SUPPLIED INFORMATION.
************

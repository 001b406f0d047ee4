//! GPX track reading.

use std::fs::File;
use std::io::{BufReader, Read};
use std::path::Path;

use log::debug;

use crate::error::{IoResultExt, Result, TrailError};
use crate::TrackPoint;

/// Read every track point of a GPX file.
///
/// All tracks and segments are concatenated in document order. Points with
/// invalid coordinates are dropped. A file without any usable point is a
/// [`TrailError::Parse`].
pub fn read_gpx(path: &Path) -> Result<Vec<TrackPoint>> {
    Ok(read_gpx_segments(path)?.into_iter().flatten().collect())
}

/// Like [`read_gpx`], keeping each recorded segment separate.
pub fn read_gpx_segments(path: &Path) -> Result<Vec<Vec<TrackPoint>>> {
    let file = File::open(path).at_path(path)?;
    let label = path
        .file_name()
        .map(|s| s.to_string_lossy().into_owned())
        .unwrap_or_else(|| path.display().to_string());
    parse_gpx_segments(BufReader::new(file), &label)
}

/// Parse GPX from any reader. `label` names the source in errors.
pub fn parse_gpx<R: Read>(reader: R, label: &str) -> Result<Vec<TrackPoint>> {
    Ok(parse_gpx_segments(reader, label)?.into_iter().flatten().collect())
}

/// Parse GPX into its non-empty segments, across all tracks, in document order.
pub fn parse_gpx_segments<R: Read>(reader: R, label: &str) -> Result<Vec<Vec<TrackPoint>>> {
    let doc = gpx::read(reader).map_err(|e| TrailError::parse(label, e.to_string()))?;

    let mut segments = Vec::new();
    let mut dropped = 0usize;
    for track in &doc.tracks {
        for segment in &track.segments {
            let mut points = Vec::with_capacity(segment.points.len());
            for waypoint in &segment.points {
                let p = waypoint.point();
                let point = TrackPoint::new(p.x(), p.y(), waypoint.elevation);
                if point.is_valid() {
                    points.push(point);
                } else {
                    dropped += 1;
                }
            }
            if !points.is_empty() {
                segments.push(points);
            }
        }
    }

    if dropped > 0 {
        debug!("[Track] {}: dropped {} invalid points", label, dropped);
    }
    if segments.is_empty() {
        return Err(TrailError::parse(label, "no track points"));
    }
    Ok(segments)
}

#[cfg(test)]
mod tests {
    use super::*;

    const TWO_SEGMENTS: &str = r#"<?xml version="1.0" encoding="UTF-8"?>
<gpx version="1.1" creator="trailmap-tests" xmlns="http://www.topografix.com/GPX/1/1">
  <trk>
    <name>Rysy</name>
    <trkseg>
      <trkpt lat="49.1794" lon="20.0881"><ele>1400.0</ele></trkpt>
      <trkpt lat="49.1800" lon="20.0890"><ele>1450.5</ele></trkpt>
    </trkseg>
    <trkseg>
      <trkpt lat="49.1810" lon="20.0900"></trkpt>
    </trkseg>
  </trk>
</gpx>"#;

    const NO_TRACKS: &str = r#"<?xml version="1.0" encoding="UTF-8"?>
<gpx version="1.1" creator="trailmap-tests" xmlns="http://www.topografix.com/GPX/1/1">
</gpx>"#;

    #[test]
    fn test_parse_concatenates_segments() {
        let points = parse_gpx(TWO_SEGMENTS.as_bytes(), "rysy.gpx").unwrap();
        assert_eq!(points.len(), 3);
        assert_eq!(points[0].longitude, 20.0881);
        assert_eq!(points[0].latitude, 49.1794);
        assert_eq!(points[1].elevation, Some(1450.5));
        assert_eq!(points[2].elevation, None);
    }

    #[test]
    fn test_segments_kept_apart() {
        let segments = parse_gpx_segments(TWO_SEGMENTS.as_bytes(), "rysy.gpx").unwrap();
        assert_eq!(segments.len(), 2);
        assert_eq!(segments[0].len(), 2);
        assert_eq!(segments[1].len(), 1);
    }

    #[test]
    fn test_empty_track_is_parse_error() {
        let err = parse_gpx(NO_TRACKS.as_bytes(), "empty.gpx").unwrap_err();
        assert!(matches!(err, TrailError::Parse { .. }));
        assert!(err.to_string().contains("empty.gpx"));
    }

    #[test]
    fn test_garbage_is_parse_error() {
        let err = parse_gpx("not xml at all".as_bytes(), "junk.gpx").unwrap_err();
        assert!(matches!(err, TrailError::Parse { .. }));
    }

    #[test]
    fn test_missing_file_is_io_error() {
        let err = read_gpx(Path::new("/nonexistent/track.gpx")).unwrap_err();
        assert!(matches!(err, TrailError::Io { .. }));
        assert!(err.is_recoverable());
    }
}
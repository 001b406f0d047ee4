//! Identifier normalization for matching track files against ledger rows.
//!
//! Trail names are typed by hand in the ledger and by the recording app in
//! file names, so the same trail shows up as `Wielki Kriváň`, `wielki-krivan`
//! or `Wielki–Krivan`. [`normalize`] folds all of them onto one key.

use unicode_normalization::char::is_combining_mark;
use unicode_normalization::UnicodeNormalization;

/// Canonicalize free text into a `[a-z0-9-]` key.
///
/// Diacritics are stripped (NFKD, combining marks dropped), text is
/// lowercased, and any run of whitespace or dash-like characters becomes a
/// single `-`. Everything else outside `[a-z0-9-]` is removed. Leading and
/// trailing separators are trimmed.
///
/// The function is idempotent.
///
/// # Example
/// ```
/// use trailmap::normalize::normalize;
///
/// assert_eq!(normalize("Wielki Kriváň"), "wielki-krivan");
/// assert_eq!(normalize("wielki--krivan"), "wielki-krivan");
/// assert_eq!(normalize("Łomnica — Szczyt"), "lomnica-szczyt");
/// ```
pub fn normalize(text: &str) -> String {
    let mut out = String::with_capacity(text.len());
    let mut pending_separator = false;

    for c in text.nfkd() {
        if is_combining_mark(c) {
            continue;
        }
        if is_separator(c) {
            pending_separator = true;
            continue;
        }
        for folded in fold_letter(c) {
            for lower in folded.to_lowercase() {
                if lower.is_ascii_lowercase() || lower.is_ascii_digit() {
                    if pending_separator && !out.is_empty() {
                        out.push('-');
                    }
                    pending_separator = false;
                    out.push(lower);
                }
            }
        }
    }

    out
}

/// Whitespace, ASCII hyphen/underscore and the Unicode dash family.
fn is_separator(c: char) -> bool {
    c.is_whitespace()
        || matches!(
            c,
            '-' | '_' | '\u{2010}'..='\u{2015}' | '\u{2212}' | '\u{FE58}' | '\u{FE63}' | '\u{FF0D}'
        )
}

/// Letters that carry no combining mark under NFKD but have an obvious
/// ASCII spelling.
fn fold_letter(c: char) -> Vec<char> {
    match c {
        'ł' | 'Ł' => vec!['l'],
        'ø' | 'Ø' => vec!['o'],
        'đ' | 'Đ' => vec!['d'],
        'ı' => vec!['i'],
        'ß' => vec!['s', 's'],
        'æ' | 'Æ' => vec!['a', 'e'],
        'œ' | 'Œ' => vec!['o', 'e'],
        'þ' | 'Þ' => vec!['t', 'h'],
        _ => vec![c],
    }
}
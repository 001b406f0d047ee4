//! End-to-end run: ledger and GPX directory in, colored GeoJSON out.
//!
//! Stages run in order and each hands its output to the next by value:
//! artifact batch, merge, simplification, conflict graph, coloring, export.
//! Only configuration problems abort a run; per-track failures end up in
//! the [`RunSummary`].

use std::fmt;
use std::fs;
use std::path::Path;
use std::time::Instant;

use log::info;

use crate::coloring::greedy_color;
use crate::config::PipelineConfig;
use crate::conflict::build_graph;
use crate::error::{Result, TrailError};
use crate::export::export;
use crate::geojson_io::{collection_to_geojson, write_collection};
use crate::ledger::LedgerSource;
use crate::matching::MatcherContext;
use crate::merge::{build_trail_artifacts, load_artifacts};
use crate::simplify::simplify_collection;

/// What one run did.
#[derive(Debug, Clone, Default, PartialEq)]
pub struct RunSummary {
    pub processed: Vec<String>,
    pub skipped_existing: Vec<String>,
    pub unmatched: Vec<String>,
    /// Files matched by date only, with the number of same-date rows
    pub fuzzy_matched: Vec<(String, usize)>,
    /// Failed tracks and unreadable artifacts, with the reason
    pub failed: Vec<(String, String)>,
    pub trail_count: usize,
    pub conflict_count: usize,
    pub color_classes: usize,
    pub palette_size: usize,
}

impl RunSummary {
    /// More classes than palette colors: some conflicting trails share a color.
    pub fn palette_exhausted(&self) -> bool {
        self.color_classes > self.palette_size
    }
}

impl fmt::Display for RunSummary {
    fn fmt(&self, f: &mut fmt::Formatter<'_>) -> fmt::Result {
        writeln!(f, "Processed:        {}", self.processed.len())?;
        writeln!(f, "Already existing: {}", self.skipped_existing.len())?;
        writeln!(f, "Unmatched:        {}", self.unmatched.len())?;
        for name in &self.unmatched {
            writeln!(f, "  - {}", name)?;
        }
        writeln!(f, "Matched by date:  {}", self.fuzzy_matched.len())?;
        for (name, candidates) in &self.fuzzy_matched {
            writeln!(f, "  - {} ({} candidate rows)", name, candidates)?;
        }
        writeln!(f, "Failed:           {}", self.failed.len())?;
        for (name, reason) in &self.failed {
            writeln!(f, "  - {}: {}", name, reason)?;
        }
        writeln!(f, "Trails:           {}", self.trail_count)?;
        writeln!(f, "Conflicts:        {}", self.conflict_count)?;
        write!(
            f,
            "Color classes:    {} (palette {})",
            self.color_classes, self.palette_size
        )?;
        if self.palette_exhausted() {
            write!(f, " - palette exhausted, some neighbours share a color")?;
        }
        Ok(())
    }
}

/// A configured pipeline.
#[derive(Debug, Clone)]
pub struct Pipeline {
    config: PipelineConfig,
}

impl Pipeline {
    pub fn new(config: PipelineConfig) -> Self {
        Self { config }
    }

    pub fn config(&self) -> &PipelineConfig {
        &self.config
    }

    /// Check the configuration against the filesystem and create output
    /// directories. Nothing is processed if this fails.
    pub fn prepare(&self) -> Result<()> {
        let config = &self.config;
        config.validate()?;

        if !config.gpx_dir.is_dir() {
            return Err(TrailError::config(format!(
                "GPX directory {} does not exist",
                config.gpx_dir.display()
            )));
        }

        ensure_dir(&config.trails_dir)?;
        let outputs = [
            config.merged_file.as_deref(),
            config.simplified_file.as_deref(),
            Some(config.output_file.as_path()),
            config.publish_path.as_deref(),
        ];
        for file in outputs.into_iter().flatten() {
            if let Some(parent) = file.parent().filter(|p| !p.as_os_str().is_empty()) {
                ensure_dir(parent)?;
            }
        }
        Ok(())
    }

    /// Run every stage against `ledger`.
    pub fn run(&self, ledger: &dyn LedgerSource) -> Result<RunSummary> {
        let start = Instant::now();
        let config = &self.config;
        self.prepare()?;

        let rows = ledger.rows().map_err(|e| match e {
            TrailError::Config { .. } => e,
            other => TrailError::config(format!("cannot read ledger: {}", other)),
        })?;
        let ctx = MatcherContext::new(rows, config.layout.clone(), config.matching.clone());
        info!("[Pipeline] Ledger has {} rows", ctx.len());

        let report = build_trail_artifacts(&config.gpx_dir, &config.trails_dir, &ctx)?;

        let (merged, load_failures) = load_artifacts(&config.trails_dir)?;
        if let Some(path) = &config.merged_file {
            write_collection(path, &collection_to_geojson(&merged, None))?;
        }

        let simplified = simplify_collection(&merged, config.simplify);
        info!(
            "[Pipeline] Simplified {} -> {} vertices",
            merged.vertex_count(),
            simplified.vertex_count()
        );
        if let Some(path) = &config.simplified_file {
            write_collection(path, &collection_to_geojson(&simplified, None))?;
        }

        let graph = build_graph(&simplified, config.conflict.threshold_m);
        let coloring = greedy_color(&graph);
        export(
            &simplified,
            &coloring,
            &config.palette,
            &config.output_file,
            config.publish_path.as_deref(),
        )?;

        let mut failed = report.failed;
        failed.extend(load_failures);
        let summary = RunSummary {
            processed: report.processed,
            skipped_existing: report.skipped_existing,
            unmatched: report.unmatched,
            fuzzy_matched: report.fuzzy_matched,
            failed,
            trail_count: simplified.len(),
            conflict_count: graph.edge_count(),
            color_classes: coloring.class_count(),
            palette_size: config.palette.len(),
        };

        info!(
            "[Pipeline] {} trails, {} conflicts, {} classes in {}ms",
            summary.trail_count,
            summary.conflict_count,
            summary.color_classes,
            start.elapsed().as_millis()
        );
        Ok(summary)
    }
}

fn ensure_dir(dir: &Path) -> Result<()> {
    fs::create_dir_all(dir).map_err(|e| {
        TrailError::config(format!("cannot create directory {}: {}", dir.display(), e))
    })
}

************

YOUR ASSIGNMENT. From the entries above, give again exactly the lines running from the line with "for waypoint in" to the line with "assert_eq!(points[0].latitude, 49.1794);"; include both of those lines.

YOUR RESPONSE.
            for waypoint in &segment.points {
                let p = waypoint.point();
                let point = TrackPoint::new(p.x(), p.y(), waypoint.elevation);
                if point.is_valid() {
                    points.push(point);
                } else {
                    dropped += 1;
                }
            }
            if !points.is_empty() {
                segments.push(points);
            }
        }
    }

    if dropped > 0 {
        debug!("[Track] {}: dropped {} invalid points", label, dropped);
    }
    if segments.is_empty() {
        return Err(TrailError::parse(label, "no track points"));
    }
    Ok(segments)
}

#[cfg(test)]
mod tests {
    use super::*;

    const TWO_SEGMENTS: &str = r#"<?xml version="1.0" encoding="UTF-8"?>
<gpx version="1.1" creator="trailmap-tests" xmlns="http://www.topografix.com/GPX/1/1">
  <trk>
    <name>Rysy</name>
    <trkseg>
      <trkpt lat="49.1794" lon="20.0881"><ele>1400.0</ele></trkpt>
      <trkpt lat="49.1800" lon="20.0890"><ele>1450.5</ele></trkpt>
    </trkseg>
    <trkseg>
      <trkpt lat="49.1810" lon="20.0900"></trkpt>
    </trkseg>
  </trk>
</gpx>"#;

    const NO_TRACKS: &str = r#"<?xml version="1.0" encoding="UTF-8"?>
<gpx version="1.1" creator="trailmap-tests" xmlns="http://www.topografix.com/GPX/1/1">
</gpx>"#;

    #[test]
    fn test_parse_concatenates_segments() {
        let points = parse_gpx(TWO_SEGMENTS.as_bytes(), "rysy.gpx").unwrap();
        assert_eq!(points.len(), 3);
        assert_eq!(points[0].longitude, 20.0881);
        assert_eq!(points[0].latitude, 49.1794);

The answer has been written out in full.